Hodge, Simon, Merfield, Charles N, Bluon, Arthur, Berry, Nadine A, O’Connell, Dean M
Organic agriculture 2019 v.9 no.1 pp. 41-51
Festuca arundinacea, Lolium perenne, Lupinus, Trifolium repens, agricultural soils, biomass, buckwheat, economic sustainability, flax, greenhouses, growers, herbicidal properties, herbicides, linseed oil, oats, olive oil, organic production, phytotoxicity, plant growth, rapeseed oil, spraying, sunflower oil, vegetable oil, weed control
This study tested the herbicidal effects of raw and processed culinary oils (rapeseed oil, sunflower oil, olive oil, flax/linseed oils) on nine plant species (poppy, white clover, alyssum, lupin, buckwheat, mustard, oats, perennial ryegrass, tall fescue). Oils were also tested on weeds that naturally emerged from farm soil. Plants were coated with oil using a pressurized hand pump, then maintained in a glasshouse or outdoor plant facility until harvested approximately 5 weeks after oil application.
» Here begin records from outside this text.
// ── 列表合并 ─────────────────────────────────────────────────────

/// 累加式列表字段：新 ID 与现有列表做并集，排序去重；
/// 裸 ID 会补上固定的命名空间前缀（如 `qq:`）。
pub fn merge_accumulator(existing: &Array, raw: &str, prefix: Option<&str>) -> Array {
    let mut set: BTreeSet<String> = existing
        .iter()
        .filter_map(Value::as_str)
        .map(String::from)
        .collect();
    for token in split_tokens(raw) {
        let entry = match prefix {
            Some(p) if !token.starts_with(p) => format!("{p}{token}"),
            _ => token,
        };
        set.insert(entry);
    }
    Array::from_iter(set)
}

/// 主人字段：输入恒定包装成一条 `[tag, id]` 对，追加到现有列表并去重。
/// 合并语义允许多个主人并存，这是有意的设计。
pub fn merge_owner_pairs(existing: Option<&Array>, tag: &str, raw: &str) -> Array {
    let mut pairs: Vec<(String, String)> = existing
        .iter()
        .flat_map(|arr| arr.iter())
        .filter_map(Value::as_array)
        .filter_map(|pair| {
            let tag = pair.get(0).and_then(Value::as_str)?;
            let id = pair.get(1).and_then(Value::as_str)?;
            Some((tag.to_string(), id.to_string()))
        })
        .collect();

    let incoming = (tag.to_string(), raw.to_string());
    if !pairs.contains(&incoming) {
        pairs.push(incoming);
    }

    let mut result = Array::new();
    for (tag, id) in pairs {
        let mut pair = Array::new();
        pair.push(tag);
        pair.push(id);
        result.push(Value::Array(pair));
    }
    result
}

/// 共享组成员：`平台:ID` 形式的标记串，裸 ID 默认归入 `qq` 平台，
/// 与现有成员做并集后按标签排序。只增不删。
pub fn merge_tagged_members(existing: &Array, raw: &str) -> Array {
    let mut set: BTreeSet<String> = existing
        .iter()
        .filter_map(Value::as_str)
        .map(String::from)
        .collect();
    for token in split_tokens(raw) {
        set.insert(normalize_tagged(&token));
    }
    Array::from_iter(set)
}

fn normalize_tagged(token: &str) -> String {
    match token.split_once(':') {
        Some((tag, id)) => format!("{}:{}", tag.trim(), id.trim()),
        None => format!("qq:{token}"),
    }
}

// ── 行内注释 ─────────────────────────────────────────────────────

/// 把解释文本合并进值的行内注释：已有注释追加而不覆盖，
/// 相同文本已存在时不再重复添加。
pub fn update_comment(value: &mut Value, text: &str) {
    if text.is_empty() {
        return;
    }
    let decor = value.decor_mut();
    let existing = decor
        .suffix()
        .and_then(RawString::as_str)
        .unwrap_or("")
        .to_string();
    let existing_text = existing.trim_start().trim_start_matches('#').trim();

    if existing_text.contains(text) {
        return;
    }
    let merged = if existing_text.is_empty() {
        format!(" # {text}")
    } else {
        format!(" # {existing_text} | {text}")
    };
    decor.set_suffix(merged);
}

// ── 叶子字段的特殊角色 ───────────────────────────────────────────

/// 累加式 ID 列表字段及其命名空间前缀。
const ACCUMULATOR_FIELDS: &[(&str, &str)] = &[
    ("proactive_thinking_enable_in_private", "qq:"),
    ("proactive_thinking_enable_in_groups", "qq:"),
];

/// 主人字段：恒定写成 `[[tag, id]]` 的列表。
const OWNER_FIELD: &str = "master_users";

enum LeafRole {
    Plain,
    Accumulator(&'static str),
    OwnerPairs(&'static str),
}

fn role_for(key: &str) -> LeafRole {
    if key == OWNER_FIELD {
        return LeafRole::OwnerPairs("qq");
    }
    if let Some((_, prefix)) = ACCUMULATOR_FIELDS.iter().find(|(k, _)| *k == key) {
        return LeafRole::Accumulator(prefix);
    }
    LeafRole::Plain
}

// ── 小节策略 ─────────────────────────────────────────────────────

/// 可重复记录小节的定制编辑行为，按小节名注册。
pub trait SectionStrategy: Sync {
    /// 该小节当前是否需要定制处理（触发键缺失时回退到通用遍历）。
    fn applies(&self, table: &Table) -> bool;
    fn edit(
        &self,
        editor: &mut SettingsEditor<'_>,
        table: &mut Table,
        catalog: &CatalogNode,
    ) -> Result<()>;
}

/// `[expression]` 的表达学习规则列表。
struct ExpressionRules;

impl SectionStrategy for ExpressionRules {
    fn applies(&self, table: &Table) -> bool {
        table.contains_key("rules")
    }

    fn edit(
        &self,
        editor: &mut SettingsEditor<'_>,
        table: &mut Table,
        catalog: &CatalogNode,
    ) -> Result<()> {
        println!("\n--- 正在配置 [expression] (表达学习规则) ---");
        let Some(rules) = table.get_mut("rules").and_then(Item::as_array_of_tables_mut) else {
            return Ok(());
        };

        for (index, rule) in rules.iter_mut().enumerate() {
            let rule_id = rule
                .get("chat_stream_id")
                .and_then(Item::as_str)
                .unwrap_or("全局规则")
                .to_string();
            println!("\n--- 编辑规则 {}: {rule_id} ---", index + 1);
            editor.edit_record(rule, catalog)?;
        }

        loop {
            let add = editor
                .prompter
                .confirm("是否要为特定群聊或私聊添加新的表达学习规则?", false)?;
            if !add {
                break;
            }
            let chat_id = editor.prompter.input("请输入群号或私聊 QQ 号")?;
            let chat_id = chat_id.trim().to_string();
            let chat_type = editor
                .prompter
                .input("请输入类型 (group/private)")?
                .trim()
                .to_lowercase();
            if chat_id.is_empty() || !matches!(chat_type.as_str(), "group" | "private") {
                println!("{}", style("输入无效，请重新输入。").red());
                continue;
            }
            let mut rule = Table::new();
            rule.insert(
                "chat_stream_id",
                value(format!("qq:{chat_id}:{chat_type}")),
            );
            rule.insert("use_expression", value(true));
            rule.insert("learn_expression", value(true));
            rules.push(rule);
            println!("已为 qq:{chat_id}:{chat_type} 添加新规则，默认启用学习和使用。");
        }
        Ok(())
    }
}

/// `[cross_context]` 的跨群共享组列表。成员只增不删。
struct CrossContextGroups;

impl SectionStrategy for CrossContextGroups {
    fn applies(&self, table: &Table) -> bool {
        table.contains_key("groups")
    }

    fn edit(
        &self,
        editor: &mut SettingsEditor<'_>,
        table: &mut Table,
        catalog: &CatalogNode,
    ) -> Result<()> {
        println!("\n--- 正在配置 [cross_context] (跨群共享组) ---");
        let Some(groups) = table.get_mut("groups").and_then(Item::as_array_of_tables_mut) else {
            return Ok(());
        };

        for group in groups.iter_mut() {
            let name = group
                .get("name")
                .and_then(Item::as_str)
                .unwrap_or("未命名组")
                .to_string();
            println!("\n--- 编辑共享组: {name} ---");
            editor.edit_record(group, catalog)?;
            edit_group_members(editor, group)?;
        }

        loop {
            let add = editor.prompter.confirm("是否要添加新的共享组?", false)?;
            if !add {
                break;
            }
            let name = editor.prompter.input("请输入共享组名称")?;
            let name = name.trim().to_string();
            if name.is_empty() {
                println!("{}", style("输入无效，请重新输入。").red());
                continue;
            }
            let raw = editor
                .prompter
                .input("请输入初始成员 (格式 平台:ID, 多个用逗号或空格隔开, 可留空)")?;
            let mut group = Table::new();
            group.insert("name", value(&name));
            group.insert(
                "members",
                Item::Value(Value::Array(merge_tagged_members(&Array::new(), raw.trim()))),
            );
            groups.push(group);
            println!("已添加共享组 {name}。");
        }
        Ok(())
    }
}

fn edit_group_members(editor: &mut SettingsEditor<'_>, group: &mut Table) -> Result<()> {
    let current = group
        .get("members")
        .map(display_item)
        .unwrap_or_else(|| "[]".to_string());
    println!("   当前成员：{current}");
    let raw = editor
        .prompter
        .input("   请输入要添加的成员 (格式 平台:ID, 多个用逗号或空格隔开, 直接回车则不添加)")?;
    let raw = raw.trim();
    if raw.is_empty() {
        return Ok(());
    }
    let merged = match group
        .get("members")
        .and_then(Item::as_value)
        .and_then(Value::as_array)
    {
        Some(existing) => merge_tagged_members(existing, raw),
        None => merge_tagged_members(&Array::new(), raw),
    };
    set_value_preserving(group, "members", Value::Array(merged));
    if let Some(updated) = group.get("members") {
        println!("   成员已更新为: {}", display_item(updated));
    }
    Ok(())
}

static STRATEGIES: &[(&str, &(dyn SectionStrategy))] = &[
    ("expression", &ExpressionRules),
    ("cross_context", &CrossContextGroups),
];

fn strategy_for(section: &str) -> Option<&'static dyn SectionStrategy> {
    STRATEGIES
        .iter()
        .find(|(key, _)| *key == section)
        .map(|(_, s)| *s)
}

// ── 编辑器主体 ───────────────────────────────────────────────────

/// 遍历设置文档并逐字段询问用户的编辑器。
/// 只做内存中的修改，持久化由调用方在遍历结束后完成。
pub struct SettingsEditor<'a> {
    prompter: &'a mut dyn Prompter,
}

impl<'a> SettingsEditor<'a> {
    pub fn new(prompter: &'a mut dyn Prompter) -> Self {
        Self { prompter }
    }

    /// 编辑整个文档。遍历顺序跟随文档自身的键顺序。
    pub fn edit_document(&mut self, doc: &mut Table, catalog: &CatalogNode) -> Result<()> {
        self.edit_table(None, doc, catalog)
    }

    fn edit_table(
        &mut self,
        section: Option<&str>,
        table: &mut Table,
        catalog: &CatalogNode,
    ) -> Result<()> {
        if let Some(name) = section {
            if let Some(strategy) = strategy_for(name) {
                if strategy.applies(table) {
                    return strategy.edit(self, table, catalog);
                }
            }
        }

        let keys: Vec<String> = table.iter().map(|(k, _)| k.to_string()).collect();
        for key in keys {
            let Some(item) = table.get(&key) else { continue };
            if item.is_table() {
                if let Some(sub_catalog @ CatalogNode::Section(_)) = catalog.get(&key) {
                    println!("\n--- 正在配置 [{key}] 部分 ---");
                    let Some(sub_table) = table.get_mut(&key).and_then(Item::as_table_mut) else {
                        continue;
                    };
                    self.edit_table(Some(&key), sub_table, sub_catalog)?;
                }
            } else if item.is_value() {
                if let Some(CatalogNode::Leaf(explain)) = catalog.get(&key) {
                    self.edit_leaf(table, &key, explain)?;
                }
            }
            // 不在目录里的键（含数组表）一律静默跳过
        }
        Ok(())
    }

    /// 编辑一条记录（规则、共享组）里出现在目录中的叶子字段。
    fn edit_record(&mut self, record: &mut Table, catalog: &CatalogNode) -> Result<()> {
        let keys: Vec<String> = record.iter().map(|(k, _)| k.to_string()).collect();
        for key in keys {
            if let Some(CatalogNode::Leaf(explain)) = catalog.get(&key) {
                self.edit_leaf(record, &key, explain)?;
            }
        }
        Ok(())
    }

    /// 编辑单个叶子字段：展示、询问、转换、写回、合并注释。
    pub fn edit_leaf(&mut self, table: &mut Table, key: &str, explain: &str) -> Result<()> {
        let current = table.get(key).map(display_item).unwrap_or_default();
        println!("-> 正在配置 '{key}':");
        println!("   说明：{explain}");
        println!("   当前值：{current}");

        match role_for(key) {
            LeafRole::Accumulator(prefix) => {
                let raw = self
                    .prompter
                    .input("   请输入要添加的新 ID (多个用逗号或空格隔开, 直接回车则不添加)")?;
                let raw = raw.trim();
                if !raw.is_empty() {
                    let merged = match table
                        .get(key)
                        .and_then(Item::as_value)
                        .and_then(Value::as_array)
                    {
                        Some(existing) => merge_accumulator(existing, raw, Some(prefix)),
                        None => merge_accumulator(&Array::new(), raw, Some(prefix)),
                    };
                    set_value_preserving(table, key, Value::Array(merged));
                    self.report_updated(table, key);
                }
            }
            LeafRole::OwnerPairs(tag) => {
                let raw = self.prompter.input("   请输入新值 (直接回车则不修改)")?;
                let raw = raw.trim();
                if !raw.is_empty() {
                    let existing = table
                        .get(key)
                        .and_then(Item::as_value)
                        .and_then(Value::as_array);
                    let merged = merge_owner_pairs(existing, tag, raw);
                    set_value_preserving(table, key, Value::Array(merged));
                    self.report_updated(table, key);
                }
            }
            LeafRole::Plain => {
                let raw = self.prompter.input("   请输入新值 (直接回车则不修改)")?;
                let raw = raw.trim();
                if !raw.is_empty() {
                    let Some(old) = table.get(key).and_then(Item::as_value) else {
                        return Ok(());
                    };
                    let kind = FieldKind::of(old);
                    match kind.convert(raw) {
                        Ok(new_value) => {
                            set_value_preserving(table, key, new_value);
                            self.report_updated(table, key);
                        }
                        Err(err) => {
                            println!(
                                "{}",
                                style(format!(
                                    "   输入格式错误或转换失败！'{key}' 的值类型应为 {}。{err}。跳过此项。",
                                    kind.label()
                                ))
                                .red()
                            );
                        }
                    }
                }
            }
        }

        if let Some(value) = table.get_mut(key).and_then(Item::as_value_mut) {
            update_comment(value, explain);
        }
        Ok(())
    }

    fn report_updated(&self, table: &Table, key: &str) {
        if let Some(updated) = table.get(key) {
            println!("   '{key}' 已更新为: {}", display_item(updated));
        }
    }
}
All the oils tested caused a decrease in plant dry matter compared with water-sprayed control treatments, although there was some inconsistency in herbicidal effects among plant species, trials and growing conditions. Spraying plants with rapeseed oil on multiple occasions tended not to be more phytotoxic than only a single spraying. Raw or organic oils were not consistently more phytotoxic than processed versions of the same oil type. There was some evidence that negative effects of oils on plant growth were more apparent under warmer conditions. The results suggest that culinary oils could reduce the biomass of weeds in an environmentally friendly way that is permissible to organic growers. However, the herbicidal activity of these oils appears low, and the quantities required to obtain substantial weed control may not be economically viable in all instances.